INPUT DATA =
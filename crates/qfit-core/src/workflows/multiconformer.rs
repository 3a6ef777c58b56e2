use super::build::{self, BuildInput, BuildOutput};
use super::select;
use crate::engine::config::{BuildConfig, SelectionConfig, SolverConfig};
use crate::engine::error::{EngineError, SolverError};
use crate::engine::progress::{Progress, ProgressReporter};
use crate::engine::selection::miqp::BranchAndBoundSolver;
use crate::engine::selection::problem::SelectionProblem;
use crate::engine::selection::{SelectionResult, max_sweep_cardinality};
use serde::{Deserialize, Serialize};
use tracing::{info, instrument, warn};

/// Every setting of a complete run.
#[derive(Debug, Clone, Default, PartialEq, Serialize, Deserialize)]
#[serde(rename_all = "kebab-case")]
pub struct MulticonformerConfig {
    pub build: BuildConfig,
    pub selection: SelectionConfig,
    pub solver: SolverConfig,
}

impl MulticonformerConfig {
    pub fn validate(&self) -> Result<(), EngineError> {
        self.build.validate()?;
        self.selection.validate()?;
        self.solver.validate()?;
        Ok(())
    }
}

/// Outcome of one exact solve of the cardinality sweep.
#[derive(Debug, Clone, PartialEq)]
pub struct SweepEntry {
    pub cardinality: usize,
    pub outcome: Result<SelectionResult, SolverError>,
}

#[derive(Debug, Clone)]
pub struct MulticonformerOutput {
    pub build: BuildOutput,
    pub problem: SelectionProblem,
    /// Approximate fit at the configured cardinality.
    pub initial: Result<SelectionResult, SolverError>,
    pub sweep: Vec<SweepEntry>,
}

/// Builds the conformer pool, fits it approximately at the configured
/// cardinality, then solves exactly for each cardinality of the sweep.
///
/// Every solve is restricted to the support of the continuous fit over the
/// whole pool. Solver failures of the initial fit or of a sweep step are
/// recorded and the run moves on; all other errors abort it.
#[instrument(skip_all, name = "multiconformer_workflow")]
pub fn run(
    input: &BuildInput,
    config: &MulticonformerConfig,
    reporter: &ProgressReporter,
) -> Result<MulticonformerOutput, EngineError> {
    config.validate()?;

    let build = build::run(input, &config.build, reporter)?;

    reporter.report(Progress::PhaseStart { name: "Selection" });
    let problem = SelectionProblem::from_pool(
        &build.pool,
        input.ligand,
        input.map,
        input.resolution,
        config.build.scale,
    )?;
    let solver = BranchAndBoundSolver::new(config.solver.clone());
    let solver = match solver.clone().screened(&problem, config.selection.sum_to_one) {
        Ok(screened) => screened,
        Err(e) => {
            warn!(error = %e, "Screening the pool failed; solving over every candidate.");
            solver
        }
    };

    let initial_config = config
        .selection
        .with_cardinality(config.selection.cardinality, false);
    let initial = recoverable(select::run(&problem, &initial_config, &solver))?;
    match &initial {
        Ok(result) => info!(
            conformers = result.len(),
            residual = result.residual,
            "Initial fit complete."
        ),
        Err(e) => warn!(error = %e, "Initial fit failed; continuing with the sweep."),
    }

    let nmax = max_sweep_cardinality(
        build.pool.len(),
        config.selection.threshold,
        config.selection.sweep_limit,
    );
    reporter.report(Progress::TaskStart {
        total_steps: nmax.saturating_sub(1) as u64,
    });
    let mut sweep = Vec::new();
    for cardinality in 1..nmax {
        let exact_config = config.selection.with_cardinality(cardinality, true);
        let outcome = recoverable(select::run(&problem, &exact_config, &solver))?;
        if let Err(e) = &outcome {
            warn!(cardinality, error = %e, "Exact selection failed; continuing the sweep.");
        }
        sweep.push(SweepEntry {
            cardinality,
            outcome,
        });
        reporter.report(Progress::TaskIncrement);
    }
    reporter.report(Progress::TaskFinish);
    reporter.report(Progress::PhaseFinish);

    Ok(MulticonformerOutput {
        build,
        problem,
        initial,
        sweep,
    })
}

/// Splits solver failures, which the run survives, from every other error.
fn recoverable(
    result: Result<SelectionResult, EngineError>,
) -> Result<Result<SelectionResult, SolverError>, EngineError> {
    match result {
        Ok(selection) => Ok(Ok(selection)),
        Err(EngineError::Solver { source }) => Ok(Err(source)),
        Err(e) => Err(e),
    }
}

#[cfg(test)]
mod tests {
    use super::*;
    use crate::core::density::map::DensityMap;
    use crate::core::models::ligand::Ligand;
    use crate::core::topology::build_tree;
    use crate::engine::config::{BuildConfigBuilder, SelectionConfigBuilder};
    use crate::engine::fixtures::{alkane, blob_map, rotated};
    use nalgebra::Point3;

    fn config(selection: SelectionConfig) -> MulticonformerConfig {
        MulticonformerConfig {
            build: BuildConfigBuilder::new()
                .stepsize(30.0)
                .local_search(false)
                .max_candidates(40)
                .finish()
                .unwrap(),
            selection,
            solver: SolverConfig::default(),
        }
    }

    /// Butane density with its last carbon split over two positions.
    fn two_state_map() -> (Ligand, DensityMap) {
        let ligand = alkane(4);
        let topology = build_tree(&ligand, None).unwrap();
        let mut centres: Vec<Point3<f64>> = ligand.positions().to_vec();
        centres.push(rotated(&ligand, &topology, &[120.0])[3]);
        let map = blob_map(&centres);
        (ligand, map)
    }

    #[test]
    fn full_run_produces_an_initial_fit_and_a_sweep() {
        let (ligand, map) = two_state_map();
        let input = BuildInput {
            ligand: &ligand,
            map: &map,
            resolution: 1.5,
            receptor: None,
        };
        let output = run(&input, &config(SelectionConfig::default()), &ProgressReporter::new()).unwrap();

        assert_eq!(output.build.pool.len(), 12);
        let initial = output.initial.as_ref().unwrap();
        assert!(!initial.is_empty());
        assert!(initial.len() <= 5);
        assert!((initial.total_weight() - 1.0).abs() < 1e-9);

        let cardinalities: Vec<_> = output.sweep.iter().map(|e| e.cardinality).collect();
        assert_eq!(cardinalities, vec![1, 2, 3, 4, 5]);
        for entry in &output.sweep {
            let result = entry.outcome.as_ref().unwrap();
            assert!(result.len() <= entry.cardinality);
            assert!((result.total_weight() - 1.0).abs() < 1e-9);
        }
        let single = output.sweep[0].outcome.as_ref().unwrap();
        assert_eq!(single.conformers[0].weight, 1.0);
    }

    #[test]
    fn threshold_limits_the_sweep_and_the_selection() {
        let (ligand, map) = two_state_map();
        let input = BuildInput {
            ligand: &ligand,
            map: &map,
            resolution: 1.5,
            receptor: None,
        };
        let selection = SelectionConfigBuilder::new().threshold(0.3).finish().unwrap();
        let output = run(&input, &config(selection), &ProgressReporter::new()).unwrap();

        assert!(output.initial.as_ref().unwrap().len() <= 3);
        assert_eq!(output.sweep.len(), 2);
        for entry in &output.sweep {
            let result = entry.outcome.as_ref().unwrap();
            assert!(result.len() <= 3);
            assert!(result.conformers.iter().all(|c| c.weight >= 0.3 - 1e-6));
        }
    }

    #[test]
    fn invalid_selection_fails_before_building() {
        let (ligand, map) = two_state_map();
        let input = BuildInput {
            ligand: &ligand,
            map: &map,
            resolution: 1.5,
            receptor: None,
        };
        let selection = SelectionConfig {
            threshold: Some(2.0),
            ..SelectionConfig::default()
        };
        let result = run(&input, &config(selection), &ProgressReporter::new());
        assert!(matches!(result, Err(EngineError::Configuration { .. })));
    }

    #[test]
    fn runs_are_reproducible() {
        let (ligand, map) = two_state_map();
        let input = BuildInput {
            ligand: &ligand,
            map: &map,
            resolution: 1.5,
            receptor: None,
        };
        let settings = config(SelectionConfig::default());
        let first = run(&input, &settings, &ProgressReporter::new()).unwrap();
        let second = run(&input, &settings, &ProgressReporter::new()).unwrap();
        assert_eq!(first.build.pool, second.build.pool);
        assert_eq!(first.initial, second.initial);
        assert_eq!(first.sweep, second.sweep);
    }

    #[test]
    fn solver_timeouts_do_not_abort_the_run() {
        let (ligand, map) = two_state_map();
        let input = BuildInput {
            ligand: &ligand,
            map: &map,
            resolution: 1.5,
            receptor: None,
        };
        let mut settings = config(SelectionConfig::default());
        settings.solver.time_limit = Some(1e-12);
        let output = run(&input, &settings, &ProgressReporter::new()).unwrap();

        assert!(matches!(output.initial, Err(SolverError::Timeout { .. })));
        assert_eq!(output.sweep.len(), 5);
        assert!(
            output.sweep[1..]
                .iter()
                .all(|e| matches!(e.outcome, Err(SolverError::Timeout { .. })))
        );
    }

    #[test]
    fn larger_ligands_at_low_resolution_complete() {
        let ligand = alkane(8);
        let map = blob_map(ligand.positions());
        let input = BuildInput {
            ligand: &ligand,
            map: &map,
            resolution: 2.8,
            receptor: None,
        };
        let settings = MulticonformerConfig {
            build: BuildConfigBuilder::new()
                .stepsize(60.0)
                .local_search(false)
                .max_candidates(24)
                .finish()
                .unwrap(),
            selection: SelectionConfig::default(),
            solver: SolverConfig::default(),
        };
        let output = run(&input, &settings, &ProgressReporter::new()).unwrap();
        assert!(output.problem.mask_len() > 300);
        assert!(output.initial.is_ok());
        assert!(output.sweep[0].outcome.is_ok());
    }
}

TASK PROMPT =
Please give, as a bare number, how many lines in the listing above contain "cardinalities".

RESPONSE BELOW =
2